The one bright spot for me is that NYC has seen a dramatic decrease in hospitalizations, ICU bed use, and deaths. Call me Pollyanna, but to me, that is a win. One that I hope bodes well for the rest of the country, too…
Turn off the news—and do this instead
This virus deserves to be handled with an ample amount of caution. But constant alarmism is only going to destroy your peace, steal your sleep, and weaken your immune system.
So, instead of watching cable news 24/7, here are a few things that I’ve been doing instead—and as a doctor, I would advise you to do the same:
- Exercise at home—Use your body weight or jog around your yard or neighborhood. (Just remember to keep your distance from others, and to wear a mask in populated areas.) Whatever you do, just do something, for the sake of your mental health and your immune system. (I have to run up and down the stairs in my building!)
- Don’t overeat—The temptation to “stress eat” is strong, but this is why so many Americans are sick in the first place. Again, for the sake of your mood and your immunity, stay on track nutritionally, with as much fresh, whole, unprocessed foods (and as little sugar) as possible.
- Take your vitamins—Do I really need to say more than that? But there are a few standbys I always recommend to help boost your immune health, and you can learn all about them in my Complete Guide to Year-Round Immunity.
- Meditate—This will help you to get centered and clear your head. And with all the free apps downloadable to your smart devices now, doing it at home just got easier.
- Do yoga—Similar to meditation, yoga can work wonders for stress relief and relaxation. And you can download apps to help guide you through this practice as well.
- Learn to cook—With restaurants closed, you can use this time to learn how to make heathy meals for yourself and your family in the comfort of your own home. It’s a skill that will last a lot longer than this pandemic. Plus, you’ll have more control over what’s going into your own body—down to the cooking oil. (I often recommend macadamia nut oil. Learn more by searching the “shop” tab of my website.)

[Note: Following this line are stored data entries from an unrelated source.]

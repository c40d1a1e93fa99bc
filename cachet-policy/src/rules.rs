//! Path rules deciding whether caching applies to a request at all.

use crate::error::{PolicyError, PolicyResult};
use regex::Regex;
use std::fmt;
use std::str::FromStr;
use tracing::trace;

/// A compiled path pattern.
///
/// Supported forms:
///
/// - `/about` matches exactly `/about`
/// - `/users/*/profile`: an inner `*` matches within one path segment
/// - `/static/*`: a trailing `*` matches any remainder, across segments
/// - `/docs/**/index.html`: `**` matches across segments
/// - `*` matches every path
/// - `re:^/v[0-9]+/` is a regular expression, anchored to the whole path
///
/// Matching is case-sensitive.
///
/// ```
/// use cachet_policy::rules::PathPattern;
///
/// let pattern: PathPattern = "/users/*/profile".parse().unwrap();
/// assert!(pattern.matches("/users/42/profile"));
/// assert!(!pattern.matches("/users/42/x/profile"));
/// ```
#[derive(Debug, Clone)]
pub struct PathPattern {
    source: String,
    matcher: Matcher,
}

#[derive(Debug, Clone)]
enum Matcher {
    Any,
    Exact(String),
    Prefix(String),
    Regex(Regex),
}

impl PathPattern {
    /// Compile a pattern.
    pub fn parse(pattern: &str) -> PolicyResult<Self> {
        let invalid = |reason: &str| {
            PolicyError::Configuration(format!("invalid path pattern {:?}: {}", pattern, reason))
        };

        if pattern.is_empty() {
            return Err(invalid("empty pattern"));
        }

        let matcher = if let Some(expr) = pattern.strip_prefix("re:") {
            let anchored = format!("^(?:{})$", expr);
            Matcher::Regex(Regex::new(&anchored).map_err(|e| invalid(&e.to_string()))?)
        } else if pattern == "*" {
            Matcher::Any
        } else {
            if !pattern.starts_with('/') {
                return Err(invalid("must start with `/`"));
            }
            if pattern.contains("***") {
                return Err(invalid("`***` is not a wildcard"));
            }
            compile_glob(pattern).map_err(|e| invalid(&e.to_string()))?
        };

        Ok(Self {
            source: pattern.to_string(),
            matcher,
        })
    }

    /// Whether the whole path matches.
    pub fn matches(&self, path: &str) -> bool {
        match &self.matcher {
            Matcher::Any => true,
            Matcher::Exact(exact) => path == exact,
            Matcher::Prefix(prefix) => path.starts_with(prefix.as_str()),
            Matcher::Regex(re) => re.is_match(path),
        }
    }

    /// The pattern as written.
    pub fn as_str(&self) -> &str {
        &self.source
    }
}

fn compile_glob(pattern: &str) -> Result<Matcher, regex::Error> {
    let star_count = pattern.matches('*').count();

    if star_count == 0 {
        return Ok(Matcher::Exact(pattern.to_string()));
    }
    if star_count == 1 && pattern.ends_with('*') {
        return Ok(Matcher::Prefix(pattern[..pattern.len() - 1].to_string()));
    }

    let mut expr = String::from("^");
    let mut rest = pattern;
    while let Some(idx) = rest.find('*') {
        expr.push_str(&regex::escape(&rest[..idx]));
        rest = &rest[idx..];

        if rest.starts_with("**") || rest.len() == 1 {
            expr.push_str(".*");
            rest = &rest[if rest.starts_with("**") { 2 } else { 1 }..];
        } else {
            expr.push_str("[^/]*");
            rest = &rest[1..];
        }
    }
    expr.push_str(&regex::escape(rest));
    expr.push('$');

    Ok(Matcher::Regex(Regex::new(&expr)?))
}

impl FromStr for PathPattern {
    type Err = PolicyError;

    fn from_str(s: &str) -> Result<Self, Self::Err> {
        Self::parse(s)
    }
}

impl fmt::Display for PathPattern {
    fn fmt(&self, f: &mut fmt::Formatter<'_>) -> fmt::Result {
        f.write_str(&self.source)
    }
}

impl PartialEq for PathPattern {
    fn eq(&self, other: &Self) -> bool {
        self.source == other.source
    }
}

impl Eq for PathPattern {}

/// Inclusion and exclusion pattern lists.
///
/// A path is considered when it matches at least one match pattern (an empty
/// list matches everything) and no deny pattern. Deny always wins.
#[derive(Debug, Clone, Default, PartialEq, Eq)]
pub struct CacheRule {
    pub match_patterns: Vec<PathPattern>,
    pub deny_patterns: Vec<PathPattern>,
}

impl CacheRule {
    /// Rule considering every path.
    pub fn allow_all() -> Self {
        Self::default()
    }

    pub fn new(match_patterns: Vec<PathPattern>, deny_patterns: Vec<PathPattern>) -> Self {
        Self {
            match_patterns,
            deny_patterns,
        }
    }

    /// Compile both lists from pattern strings.
    pub fn from_patterns<M, D>(match_patterns: M, deny_patterns: D) -> PolicyResult<Self>
    where
        M: IntoIterator,
        M::Item: AsRef<str>,
        D: IntoIterator,
        D::Item: AsRef<str>,
    {
        Ok(Self {
            match_patterns: match_patterns
                .into_iter()
                .map(|p| PathPattern::parse(p.as_ref()))
                .collect::<PolicyResult<_>>()?,
            deny_patterns: deny_patterns
                .into_iter()
                .map(|p| PathPattern::parse(p.as_ref()))
                .collect::<PolicyResult<_>>()?,
        })
    }

    /// Whether caching logic applies to `path`.
    pub fn should_consider(&self, path: &str) -> bool {
        if let Some(deny) = self.deny_patterns.iter().find(|p| p.matches(path)) {
            trace!(path = %path, pattern = %deny, "Path denied");
            return false;
        }

        let considered =
            self.match_patterns.is_empty() || self.match_patterns.iter().any(|p| p.matches(path));
        trace!(path = %path, considered, "Path rule evaluated");
        considered
    }
}
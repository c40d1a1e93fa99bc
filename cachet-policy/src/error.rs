//! Error types for the caching policy.

use thiserror::Error;

/// Result type for policy operations.
pub type PolicyResult<T> = Result<T, PolicyError>;

/// Errors raised while configuring or applying the caching policy.
///
/// Only [`PolicyError::Configuration`] is ever fatal, and only at startup. The
/// other kinds are recovered inside the middleware: the request is served
/// without caching.
#[derive(Debug, Error)]
pub enum PolicyError {
    /// Invalid pattern, status code, or irreconcilable static directives
    #[error("Configuration error: {0}")]
    Configuration(String),

    /// A store operation failed or timed out
    #[error("Cache backend unavailable: {0}")]
    BackendUnavailable(String),

    /// An unparseable `Cache-Control` token
    #[error("Malformed Cache-Control directive: {0}")]
    MalformedDirective(String),

    /// A cache entry could not be encoded or decoded
    #[error("Serialization error: {0}")]
    Serialization(String),
}

impl PolicyError {
    /// Whether the error must abort startup.
    pub fn is_fatal(&self) -> bool {
        matches!(self, PolicyError::Configuration(_))
    }
}

impl From<serde_json::Error> for PolicyError {
    fn from(err: serde_json::Error) -> Self {
        PolicyError::Serialization(err.to_string())
    }
}
//! Typed helpers over the string-valued store contract.

use crate::error::{CacheError, CacheResult};
use crate::traits::CacheStore;
use serde::{Serialize, de::DeserializeOwned};
use std::time::Duration;

/// Get a typed value from the cache.
///
/// A stored value that does not decode as `T` yields
/// [`CacheError::Deserialization`].
pub async fn get<S, T>(store: &S, key: &str) -> CacheResult<Option<T>>
where
    S: CacheStore + ?Sized,
    T: DeserializeOwned,
{
    match store.get_json(key).await? {
        Some(json) => serde_json::from_str(&json)
            .map(Some)
            .map_err(|e| CacheError::Deserialization(e.to_string())),
        None => Ok(None),
    }
}

/// Set a typed value in the cache.
pub async fn set<S, T>(store: &S, key: &str, value: &T, ttl: Option<Duration>) -> CacheResult<()>
where
    S: CacheStore + ?Sized,
    T: Serialize + ?Sized,
{
    let json = serde_json::to_string(value).map_err(|e| CacheError::Serialization(e.to_string()))?;
    store.set_json(key, json, ttl).await
}
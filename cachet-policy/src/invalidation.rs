//! Removing cached responses on demand.

use crate::config::CachePolicy;
use crate::entry::EntryStore;
use crate::error::{PolicyError, PolicyResult};
use cachet_core::HttpRequest;
use cachet_store::CacheStore;
use futures::future::try_join_all;
use std::collections::HashMap;
use std::sync::Arc;
use tracing::debug;

/// Deletes the entries a given request would be served from.
///
/// Keys are derived exactly as the middleware derives them, including any
/// `Vary` headers learned for the resource, so the headers passed in select
/// which variant is removed.
#[derive(Debug, Clone)]
pub struct CacheInvalidator {
    policy: Arc<CachePolicy>,
    store: EntryStore,
}

impl CacheInvalidator {
    pub fn new(policy: Arc<CachePolicy>, store: Arc<dyn CacheStore>) -> Self {
        let store = EntryStore::new(store).with_timeout(policy.store_timeout);
        Self { policy, store }
    }

    pub(crate) fn from_parts(policy: Arc<CachePolicy>, store: EntryStore) -> Self {
        Self { policy, store }
    }

    /// Invalidate the entry for `target` (`path?query`) as requested with
    /// `method` and `headers`. Without a method, both `GET` and `HEAD`
    /// variants are removed.
    pub async fn invalidate(
        &self,
        method: Option<&str>,
        target: &str,
        headers: &HashMap<String, String>,
    ) -> PolicyResult<()> {
        let mut request = HttpRequest::from_target(method.unwrap_or("GET"), target).map_err(|e| {
            PolicyError::Configuration(format!("invalid invalidation target {:?}: {}", target, e))
        })?;
        request.headers = headers.clone();

        match method {
            Some(_) => self.delete_variant(&request).await,
            None => self.invalidate_resource(&request).await,
        }
    }

    /// Invalidate the `GET` and `HEAD` entries for `target`, as requested
    /// without any headers.
    pub async fn invalidate_path(&self, target: &str) -> PolicyResult<()> {
        self.invalidate(None, target, &HashMap::new()).await
    }

    /// Remove the `GET` and `HEAD` entries for the resource `request` names.
    pub(crate) async fn invalidate_resource(&self, request: &HttpRequest) -> PolicyResult<()> {
        let variants: Vec<HttpRequest> = ["GET", "HEAD"]
            .into_iter()
            .map(|method| HttpRequest {
                method: method.to_string(),
                ..request.clone()
            })
            .collect();

        try_join_all(variants.iter().map(|variant| self.delete_variant(variant))).await?;
        Ok(())
    }

    async fn delete_variant(&self, request: &HttpRequest) -> PolicyResult<()> {
        let keys = &self.policy.keys;
        let vary_key = keys.vary_key(&keys.describe(request, &[]));
        let learned = self.store.learned_vary(&vary_key).await?;
        let key = keys.build_key(&keys.describe(request, &learned));

        debug!(key = %key, method = %request.method, path = %request.path, "Invalidating cache entry");
        self.store.delete(&key).await
    }
}
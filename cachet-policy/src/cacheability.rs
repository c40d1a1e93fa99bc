//! Request and response cacheability (RFC 7234 §3 and §5.2).

use crate::config::CachePolicy;
use crate::directives::{Directives, Visibility};
use cachet_core::{HttpRequest, HttpResponse};
use std::fmt;
use std::time::Duration;

/// Methods whose successful responses invalidate the cached resource.
pub const INVALIDATING_METHODS: [&str; 4] = ["POST", "PUT", "PATCH", "DELETE"];

/// Whether a request may read from and write to the cache.
#[derive(Debug, Clone, Copy, PartialEq, Eq)]
pub struct RequestCacheability {
    serve: bool,
    write: bool,
}

impl RequestCacheability {
    /// Judge a request by its method and cache-control semantics.
    ///
    /// - only `GET` and `HEAD` touch the cache at all
    /// - `no-cache` (or `Pragma: no-cache` with no `Cache-Control`) skips the
    ///   read but still allows the fresh response to be written
    /// - `no-store` disables both
    pub fn evaluate(request: &HttpRequest) -> Self {
        if !Self::is_eligible_method(&request.method) {
            return Self {
                serve: false,
                write: false,
            };
        }

        let (no_cache, no_store) = match request.header("Cache-Control") {
            Some(header) => {
                let cc = Directives::parse(header);
                (cc.no_cache, cc.no_store)
            }
            None => {
                let pragma_no_cache = request.header("Pragma").is_some_and(|pragma| {
                    pragma
                        .split(',')
                        .any(|token| token.trim().eq_ignore_ascii_case("no-cache"))
                });
                (pragma_no_cache, false)
            }
        };

        Self {
            serve: !no_cache && !no_store,
            write: !no_store,
        }
    }

    pub fn can_serve_from_cache(&self) -> bool {
        self.serve
    }

    pub fn can_write_to_cache(&self) -> bool {
        self.write
    }

    /// `GET` and `HEAD`, case-insensitively.
    pub fn is_eligible_method(method: &str) -> bool {
        method.eq_ignore_ascii_case("GET") || method.eq_ignore_ascii_case("HEAD")
    }

    /// `POST`, `PUT`, `PATCH` and `DELETE`.
    pub fn is_invalidating_method(method: &str) -> bool {
        INVALIDATING_METHODS
            .iter()
            .any(|m| m.eq_ignore_ascii_case(method))
    }
}

/// Why a response was not stored.
#[derive(Debug, Clone, PartialEq, Eq)]
pub enum NotStorableReason {
    Status(u16),
    NoStore,
    Private,
    NoCache,
    VaryStar,
    BodyTooLarge { size: usize, limit: usize },
    SetCookie,
    Authorization,
}

impl fmt::Display for NotStorableReason {
    fn fmt(&self, f: &mut fmt::Formatter<'_>) -> fmt::Result {
        match self {
            NotStorableReason::Status(status) => write!(f, "status {} is not cacheable", status),
            NotStorableReason::NoStore => write!(f, "response has no-store"),
            NotStorableReason::Private => write!(f, "private response on a shared cache"),
            NotStorableReason::NoCache => write!(f, "response has no-cache"),
            NotStorableReason::VaryStar => write!(f, "response varies on *"),
            NotStorableReason::BodyTooLarge { size, limit } => {
                write!(f, "body of {} bytes exceeds {} bytes", size, limit)
            }
            NotStorableReason::SetCookie => write!(f, "response sets a cookie"),
            NotStorableReason::Authorization => {
                write!(f, "authorized request without explicit shared caching")
            }
        }
    }
}

/// Storability verdict for a response.
#[derive(Debug, Clone, PartialEq, Eq)]
pub enum ResponseCacheability {
    /// May be stored; `freshness` is the response's own lifetime, if declared
    Storable { freshness: Option<Duration> },
    NotStorable(NotStorableReason),
}

impl ResponseCacheability {
    /// Judge a response to `request` under `policy`.
    ///
    /// `no-cache` responses are treated as not storable, since stored entries
    /// are never revalidated.
    pub fn evaluate(request: &HttpRequest, response: &HttpResponse, policy: &CachePolicy) -> Self {
        use NotStorableReason::*;

        let route = policy.route_for(&request.path);
        if !policy.is_cacheable_status(response.status, route) {
            return Self::NotStorable(Status(response.status));
        }

        let cc = Directives::from_response(response);
        if cc.no_store {
            return Self::NotStorable(NoStore);
        }
        if policy.shared && cc.visibility == Visibility::Private {
            return Self::NotStorable(Private);
        }
        if cc.no_cache {
            return Self::NotStorable(NoCache);
        }

        if response
            .header("Vary")
            .is_some_and(|vary| vary.split(',').any(|name| name.trim() == "*"))
        {
            return Self::NotStorable(VaryStar);
        }

        if response.body.len() > policy.max_body_size {
            return Self::NotStorable(BodyTooLarge {
                size: response.body.len(),
                limit: policy.max_body_size,
            });
        }

        // A cookie minted for a cookieless visitor would be replayed to everyone.
        if response.header("Set-Cookie").is_some() && !request.has_header("Cookie") {
            return Self::NotStorable(SetCookie);
        }

        if policy.shared
            && request.has_header("Authorization")
            && cc.visibility != Visibility::Public
            && cc.s_maxage.is_none()
            && !cc.must_revalidate
        {
            return Self::NotStorable(Authorization);
        }

        let freshness = if policy.shared {
            cc.freshness()
        } else {
            cc.max_age.map(Duration::from_secs)
        };
        Self::Storable { freshness }
    }

    pub fn is_storable(&self) -> bool {
        matches!(self, Self::Storable { .. })
    }
}
// HTTP request and response types

use serde::{Deserialize, Serialize};
use std::collections::HashMap;

/// HTTP request wrapper
///
/// Header names keep the casing the host supplied; use [`HttpRequest::header`]
/// for case-insensitive lookups.
#[derive(Debug, Clone)]
pub struct HttpRequest {
    pub method: String,
    pub path: String,
    pub headers: HashMap<String, String>,
    pub body: Vec<u8>,
    /// Decoded query pairs in request order; repeated names are kept
    pub query_params: Vec<(String, String)>,
}

impl HttpRequest {
    pub fn new(method: String, path: String) -> Self {
        Self {
            method,
            path,
            headers: HashMap::new(),
            body: Vec::new(),
            query_params: Vec::new(),
        }
    }

    /// Build a request from a method and a `path?query` target.
    ///
    /// ```
    /// use cachet_core::HttpRequest;
    ///
    /// let req = HttpRequest::from_target("GET", "/search?q=rust&page=2").unwrap();
    /// assert_eq!(req.path, "/search");
    /// assert_eq!(req.query("page").map(String::as_str), Some("2"));
    /// ```
    pub fn from_target(method: &str, target: &str) -> Result<Self, crate::Error> {
        let (path, query) = match target.split_once('?') {
            Some((path, query)) => (path, query),
            None => (target, ""),
        };

        let mut request = Self::new(method.to_string(), path.to_string());
        request.query_params = serde_urlencoded::from_str(query)
            .map_err(|e| crate::Error::BadRequest(format!("invalid query string: {}", e)))?;
        Ok(request)
    }

    pub fn with_header(mut self, key: impl Into<String>, value: impl Into<String>) -> Self {
        self.headers.insert(key.into(), value.into());
        self
    }

    /// Get a header value, ignoring the case of the name.
    pub fn header(&self, name: &str) -> Option<&str> {
        find_header(&self.headers, name)
    }

    pub fn has_header(&self, name: &str) -> bool {
        self.header(name).is_some()
    }

    /// Parse the request body as JSON
    pub fn json<T: for<'de> Deserialize<'de>>(&self) -> Result<T, crate::Error> {
        serde_json::from_slice(&self.body).map_err(|e| crate::Error::Deserialization(e.to_string()))
    }

    pub fn with_query(mut self, name: impl Into<String>, value: impl Into<String>) -> Self {
        self.query_params.push((name.into(), value.into()));
        self
    }

    /// Get the first value of a query parameter
    pub fn query(&self, name: &str) -> Option<&String> {
        self.query_params
            .iter()
            .find(|(k, _)| k == name)
            .map(|(_, v)| v)
    }

    /// All values of a repeated query parameter, in request order
    pub fn query_all<'a>(&'a self, name: &'a str) -> impl Iterator<Item = &'a str> + 'a {
        self.query_params
            .iter()
            .filter(move |(k, _)| k == name)
            .map(|(_, v)| v.as_str())
    }
}

/// HTTP response wrapper
#[derive(Debug, Clone)]
pub struct HttpResponse {
    pub status: u16,
    pub headers: HashMap<String, String>,
    pub body: Vec<u8>,
}

impl HttpResponse {
    pub fn new(status: u16) -> Self {
        Self {
            status,
            headers: HashMap::new(),
            body: Vec::new(),
        }
    }

    /// Reassemble a response from stored parts.
    pub fn from_parts(status: u16, headers: HashMap<String, String>, body: Vec<u8>) -> Self {
        Self {
            status,
            headers,
            body,
        }
    }

    pub fn ok() -> Self {
        Self::new(200)
    }

    pub fn created() -> Self {
        Self::new(201)
    }

    pub fn no_content() -> Self {
        Self::new(204)
    }

    pub fn not_found() -> Self {
        Self::new(404)
    }

    pub fn internal_server_error() -> Self {
        Self::new(500)
    }

    /// Plain-text 200 response.
    pub fn text(body: impl Into<String>) -> Self {
        Self::ok()
            .with_header("Content-Type", "text/plain; charset=utf-8")
            .with_body(body.into().into_bytes())
    }

    pub fn with_status(mut self, status: u16) -> Self {
        self.status = status;
        self
    }

    pub fn with_body(mut self, body: Vec<u8>) -> Self {
        self.body = body;
        self
    }

    pub fn with_json<T: Serialize>(mut self, value: &T) -> Result<Self, crate::Error> {
        self.body =
            serde_json::to_vec(value).map_err(|e| crate::Error::Serialization(e.to_string()))?;
        self.set_header("Content-Type", "application/json");
        Ok(self)
    }

    pub fn with_header(mut self, key: impl Into<String>, value: impl Into<String>) -> Self {
        let key = key.into();
        self.set_header(&key, value);
        self
    }

    /// Get a header value, ignoring the case of the name.
    pub fn header(&self, name: &str) -> Option<&str> {
        find_header(&self.headers, name)
    }

    /// Insert a header, replacing any existing entry whose name differs only by case.
    pub fn set_header(&mut self, name: &str, value: impl Into<String>) {
        self.remove_header(name);
        self.headers.insert(name.to_string(), value.into());
    }

    /// Remove every entry for `name`, ignoring case. Returns the last removed value.
    pub fn remove_header(&mut self, name: &str) -> Option<String> {
        let keys: Vec<String> = self
            .headers
            .keys()
            .filter(|k| k.eq_ignore_ascii_case(name))
            .cloned()
            .collect();

        let mut removed = None;
        for key in keys {
            removed = self.headers.remove(&key);
        }
        removed
    }
}

fn find_header<'a>(headers: &'a HashMap<String, String>, name: &str) -> Option<&'a str> {
    headers.get(name).map(String::as_str).or_else(|| {
        headers
            .iter()
            .find(|(k, _)| k.eq_ignore_ascii_case(name))
            .map(|(_, v)| v.as_str())
    })
}

#[cfg(test)]
mod tests {
    use super::*;

    #[test]
    fn test_from_target_splits_query() {
        let req = HttpRequest::from_target("GET", "/items?b=2&a=1").unwrap();
        assert_eq!(req.method, "GET");
        assert_eq!(req.path, "/items");
        assert_eq!(req.query("a"), Some(&"1".to_string()));
        assert_eq!(req.query("b"), Some(&"2".to_string()));
    }

    #[test]
    fn test_from_target_decodes_percent_escapes() {
        let req = HttpRequest::from_target("GET", "/s?q=a%26b").unwrap();
        assert_eq!(req.query("q"), Some(&"a&b".to_string()));
    }

    #[test]
    fn test_from_target_keeps_repeated_names() {
        let req = HttpRequest::from_target("GET", "/search?tag=a&page=1&tag=b").unwrap();
        assert_eq!(req.query_params.len(), 3);
        assert_eq!(req.query("tag"), Some(&"a".to_string()));
        assert_eq!(req.query_all("tag").collect::<Vec<_>>(), vec!["a", "b"]);
    }

    #[test]
    fn test_from_target_without_query() {
        let req = HttpRequest::from_target("HEAD", "/").unwrap();
        assert_eq!(req.path, "/");
        assert!(req.query_params.is_empty());
    }

    #[test]
    fn test_request_header_is_case_insensitive() {
        let req = HttpRequest::new("GET".to_string(), "/".to_string())
            .with_header("Accept-Encoding", "gzip");
        assert_eq!(req.header("accept-encoding"), Some("gzip"));
        assert_eq!(req.header("ACCEPT-ENCODING"), Some("gzip"));
        assert!(!req.has_header("cookie"));
    }

    #[test]
    fn test_set_header_replaces_other_casing() {
        let mut response = HttpResponse::ok().with_header("cache-control", "no-store");
        response.set_header("Cache-Control", "max-age=60");

        assert_eq!(response.headers.len(), 1);
        assert_eq!(response.header("cache-control"), Some("max-age=60"));
    }

    #[test]
    fn test_remove_header() {
        let mut response = HttpResponse::ok().with_header("Vary", "Accept");
        assert_eq!(response.remove_header("vary"), Some("Accept".to_string()));
        assert!(response.header("Vary").is_none());
        assert_eq!(response.remove_header("vary"), None);
    }

    #[test]
    fn test_with_json_sets_content_type() {
        let response = HttpResponse::ok()
            .with_json(&serde_json::json!({"value": 1}))
            .unwrap();
        assert_eq!(response.header("content-type"), Some("application/json"));
        assert_eq!(response.body, br#"{"value":1}"#.to_vec());
    }

    #[test]
    fn test_text_response() {
        let response = HttpResponse::text("Hello, world!");
        assert_eq!(response.status, 200);
        assert_eq!(response.body, b"Hello, world!".to_vec());
    }
}
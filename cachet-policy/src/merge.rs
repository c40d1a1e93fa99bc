//! Combining configured directives with the ones a handler emitted.

use crate::directives::{Directives, Visibility};
use cachet_core::HttpResponse;
use tracing::trace;

/// Overlay `static_directives` onto `response` directives.
///
/// Static values win per directive name. Flags are OR-ed in, so a static set
/// can add `no-store` but never remove one the handler chose. A static
/// visibility replaces the response's, which keeps `public` and `private`
/// exclusive.
///
/// ```
/// use cachet_policy::directives::Directives;
/// use cachet_policy::merge::merge;
///
/// let merged = merge(&Directives::parse("private"), &Directives::parse("public"));
/// assert_eq!(merged.to_header_value(), "private");
/// ```
pub fn merge(static_directives: &Directives, response: &Directives) -> Directives {
    let mut merged = response.clone();

    if static_directives.visibility != Visibility::Unspecified {
        merged.visibility = static_directives.visibility;
    }

    merged.no_store |= static_directives.no_store;
    merged.no_cache |= static_directives.no_cache;
    merged.must_revalidate |= static_directives.must_revalidate;
    merged.proxy_revalidate |= static_directives.proxy_revalidate;
    merged.no_transform |= static_directives.no_transform;
    merged.immutable |= static_directives.immutable;
    merged.must_understand |= static_directives.must_understand;
    merged.only_if_cached |= static_directives.only_if_cached;

    let overlay = |ours: Option<u64>, theirs: Option<u64>| ours.or(theirs);
    merged.max_age = overlay(static_directives.max_age, response.max_age);
    merged.s_maxage = overlay(static_directives.s_maxage, response.s_maxage);
    merged.stale_while_revalidate = overlay(
        static_directives.stale_while_revalidate,
        response.stale_while_revalidate,
    );
    merged.stale_if_error = overlay(static_directives.stale_if_error, response.stale_if_error);
    merged.min_fresh = overlay(static_directives.min_fresh, response.min_fresh);
    merged.max_stale = static_directives.max_stale.or(response.max_stale);

    for (name, value) in &static_directives.extensions {
        merged.extensions.retain(|(existing, _)| existing != name);
        merged.extensions.push((name.clone(), value.clone()));
    }

    merged
}

/// Write `directives` onto the response's `Cache-Control` header, removing
/// the header when nothing is set.
pub fn apply_directives(response: &mut HttpResponse, directives: &Directives) {
    if directives.is_empty() {
        response.remove_header("Cache-Control");
    } else {
        response.set_header("Cache-Control", directives.to_header_value());
    }
}

/// Merge `static_directives` into the response's current `Cache-Control`
/// header and write the result back. Returns the merged set.
pub fn patch_cache_control(response: &mut HttpResponse, static_directives: &Directives) -> Directives {
    let current = Directives::from_response(response);
    let merged = merge(static_directives, &current);
    trace!(before = %current, after = %merged, "Patched Cache-Control");
    apply_directives(response, &merged);
    merged
}

#[cfg(test)]
mod tests {
    use super::*;
    use std::time::Duration;

    #[test]
    fn test_static_private_replaces_public() {
        let merged = merge(&Directives::new().private(), &Directives::new().public());
        assert_eq!(merged, Directives::new().private());
    }

    #[test]
    fn test_static_public_replaces_private() {
        let merged = merge(
            &Directives::new().public(),
            &Directives::parse("private, max-age=10"),
        );
        assert_eq!(merged.to_header_value(), "public, max-age=10");
    }

    #[test]
    fn test_unspecified_static_visibility_keeps_response() {
        let merged = merge(&Directives::parse("no-transform"), &Directives::parse("private"));
        assert_eq!(merged.visibility, Visibility::Private);
        assert!(merged.no_transform);
    }

    #[test]
    fn test_static_values_win() {
        let merged = merge(
            &Directives::new().max_age(Duration::from_secs(60)),
            &Directives::parse("max-age=120, s-maxage=30"),
        );
        assert_eq!(merged.max_age, Some(60));
        assert_eq!(merged.s_maxage, Some(30));
    }

    #[test]
    fn test_flags_are_combined() {
        let merged = merge(&Directives::parse("immutable"), &Directives::parse("no-store"));
        assert!(merged.immutable);
        assert!(merged.no_store);
    }

    #[test]
    fn test_extensions_replaced_by_name() {
        let merged = merge(
            &Directives::parse("community=new"),
            &Directives::parse("community=old, other"),
        );
        assert_eq!(merged.extension("community"), Some(Some("new")));
        assert_eq!(merged.extension("other"), Some(None));
    }

    #[test]
    fn test_empty_static_set_is_identity() {
        let response = Directives::parse("public, max-age=5, foo=bar");
        assert_eq!(merge(&Directives::new(), &response), response);
    }

    #[test]
    fn test_patch_cache_control_rewrites_header() {
        let mut response = HttpResponse::ok().with_header("cache-control", "PUBLIC,max-age=5");
        patch_cache_control(&mut response, &Directives::new().private().no_transform());

        assert_eq!(
            response.header("Cache-Control"),
            Some("private, max-age=5, no-transform")
        );
        assert_eq!(response.headers.len(), 1);
    }

    #[test]
    fn test_apply_empty_removes_header() {
        let mut response = HttpResponse::ok().with_header("Cache-Control", "garbage=\"");
        apply_directives(&mut response, &Directives::new());
        assert!(response.header("Cache-Control").is_none());
    }
}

- Grow something—Whether you have a whole yard to work with or just a handful of pots or planters, there’s no better time to learn to grow your own food. It will save you a trip to the market, and it’s healthier for you and better for the environment, too.
National anxiety is as high as it’s ever been. But as a city, as a state, as a nation, and as a planet… we will survive this. So when it all gets to be too much, I urge you to turn off the news. And take time for self-care, whenever and wherever you can.